| Assignment |
Reproduce exactly, and only, the lines below from the one containing "filename src/handlers/event.rs" through the one containing "pub(crate) const DEFAULT_CHANNEL_CAPACITY: usize".

Stored data:
##############################

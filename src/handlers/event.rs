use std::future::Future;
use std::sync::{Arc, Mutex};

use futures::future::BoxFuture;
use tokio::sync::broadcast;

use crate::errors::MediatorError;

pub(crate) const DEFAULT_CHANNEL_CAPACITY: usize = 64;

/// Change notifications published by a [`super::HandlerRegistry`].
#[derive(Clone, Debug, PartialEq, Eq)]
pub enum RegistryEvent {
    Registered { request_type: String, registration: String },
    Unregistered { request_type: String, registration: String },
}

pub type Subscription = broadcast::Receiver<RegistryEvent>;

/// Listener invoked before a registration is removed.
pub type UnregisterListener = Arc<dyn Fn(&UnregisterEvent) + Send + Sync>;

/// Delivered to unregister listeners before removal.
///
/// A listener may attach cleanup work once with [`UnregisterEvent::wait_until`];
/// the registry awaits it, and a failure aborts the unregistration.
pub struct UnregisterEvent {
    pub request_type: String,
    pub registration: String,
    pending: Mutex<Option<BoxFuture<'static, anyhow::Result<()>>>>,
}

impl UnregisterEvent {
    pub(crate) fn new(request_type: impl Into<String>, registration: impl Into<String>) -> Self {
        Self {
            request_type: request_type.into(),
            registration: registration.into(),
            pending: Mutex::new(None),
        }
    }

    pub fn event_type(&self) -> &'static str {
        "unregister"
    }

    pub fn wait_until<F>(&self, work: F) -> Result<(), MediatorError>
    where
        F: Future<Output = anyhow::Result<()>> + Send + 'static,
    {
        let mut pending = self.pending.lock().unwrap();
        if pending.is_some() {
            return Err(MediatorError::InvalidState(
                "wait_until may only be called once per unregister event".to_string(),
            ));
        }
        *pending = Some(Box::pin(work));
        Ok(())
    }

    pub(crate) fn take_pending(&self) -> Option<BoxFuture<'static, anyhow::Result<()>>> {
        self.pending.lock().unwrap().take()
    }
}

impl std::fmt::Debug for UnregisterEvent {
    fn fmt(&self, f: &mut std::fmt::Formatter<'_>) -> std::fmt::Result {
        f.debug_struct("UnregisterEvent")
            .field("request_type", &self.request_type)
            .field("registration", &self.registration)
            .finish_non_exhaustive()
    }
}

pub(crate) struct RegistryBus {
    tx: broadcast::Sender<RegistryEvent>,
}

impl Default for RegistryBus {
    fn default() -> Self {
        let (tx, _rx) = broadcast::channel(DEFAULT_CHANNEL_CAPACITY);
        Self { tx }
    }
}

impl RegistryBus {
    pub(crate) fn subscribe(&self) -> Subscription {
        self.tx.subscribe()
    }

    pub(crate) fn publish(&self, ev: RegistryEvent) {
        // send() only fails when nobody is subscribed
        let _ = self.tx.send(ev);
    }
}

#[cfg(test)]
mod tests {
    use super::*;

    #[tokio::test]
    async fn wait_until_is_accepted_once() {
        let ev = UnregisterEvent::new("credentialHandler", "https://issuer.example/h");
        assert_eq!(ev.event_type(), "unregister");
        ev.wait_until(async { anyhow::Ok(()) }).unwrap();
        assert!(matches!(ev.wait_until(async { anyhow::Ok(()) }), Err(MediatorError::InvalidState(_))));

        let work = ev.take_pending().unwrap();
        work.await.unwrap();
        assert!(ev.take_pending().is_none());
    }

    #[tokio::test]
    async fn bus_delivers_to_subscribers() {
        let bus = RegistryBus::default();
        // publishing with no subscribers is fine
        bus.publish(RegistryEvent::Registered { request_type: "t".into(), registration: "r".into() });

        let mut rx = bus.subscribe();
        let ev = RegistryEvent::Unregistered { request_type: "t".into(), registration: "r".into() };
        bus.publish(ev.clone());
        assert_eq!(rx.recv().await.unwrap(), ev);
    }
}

##############################

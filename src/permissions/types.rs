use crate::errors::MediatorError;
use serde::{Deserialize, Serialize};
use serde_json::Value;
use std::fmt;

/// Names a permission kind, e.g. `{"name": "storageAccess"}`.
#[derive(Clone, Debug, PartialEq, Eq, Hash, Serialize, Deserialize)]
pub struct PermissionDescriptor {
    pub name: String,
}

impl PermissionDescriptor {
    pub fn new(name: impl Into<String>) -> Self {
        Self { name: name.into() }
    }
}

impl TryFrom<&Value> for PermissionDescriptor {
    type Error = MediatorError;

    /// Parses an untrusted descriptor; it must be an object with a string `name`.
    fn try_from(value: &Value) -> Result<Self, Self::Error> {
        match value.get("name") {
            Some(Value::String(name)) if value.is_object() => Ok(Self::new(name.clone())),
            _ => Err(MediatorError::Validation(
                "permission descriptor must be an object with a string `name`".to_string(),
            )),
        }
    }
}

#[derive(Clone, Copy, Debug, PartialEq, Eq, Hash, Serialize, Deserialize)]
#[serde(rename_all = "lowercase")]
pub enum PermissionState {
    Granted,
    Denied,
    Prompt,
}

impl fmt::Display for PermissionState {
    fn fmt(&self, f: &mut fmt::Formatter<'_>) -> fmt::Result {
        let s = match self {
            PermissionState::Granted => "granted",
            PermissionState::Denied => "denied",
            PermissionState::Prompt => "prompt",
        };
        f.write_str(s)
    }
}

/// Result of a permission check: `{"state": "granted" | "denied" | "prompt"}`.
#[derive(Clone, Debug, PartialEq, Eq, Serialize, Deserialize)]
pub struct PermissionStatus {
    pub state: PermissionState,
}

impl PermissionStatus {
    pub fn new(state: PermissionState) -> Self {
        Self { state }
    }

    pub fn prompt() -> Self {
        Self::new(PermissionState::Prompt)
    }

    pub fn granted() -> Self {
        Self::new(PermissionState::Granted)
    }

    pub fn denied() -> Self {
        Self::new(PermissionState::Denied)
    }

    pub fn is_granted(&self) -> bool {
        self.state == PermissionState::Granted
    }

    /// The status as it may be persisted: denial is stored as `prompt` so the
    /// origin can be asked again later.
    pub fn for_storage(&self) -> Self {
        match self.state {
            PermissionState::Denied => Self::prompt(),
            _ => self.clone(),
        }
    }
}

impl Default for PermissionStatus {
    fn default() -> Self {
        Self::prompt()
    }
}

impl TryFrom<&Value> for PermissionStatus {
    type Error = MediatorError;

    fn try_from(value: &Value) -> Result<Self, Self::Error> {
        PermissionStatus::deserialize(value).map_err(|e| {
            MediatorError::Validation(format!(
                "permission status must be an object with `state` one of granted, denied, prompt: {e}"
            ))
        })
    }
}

##############################

| Written answer |
filename src/handlers/event.rs
use std::future::Future;
use std::sync::{Arc, Mutex};

use futures::future::BoxFuture;
use tokio::sync::broadcast;

use crate::errors::MediatorError;

pub(crate) const DEFAULT_CHANNEL_CAPACITY: usize = 64;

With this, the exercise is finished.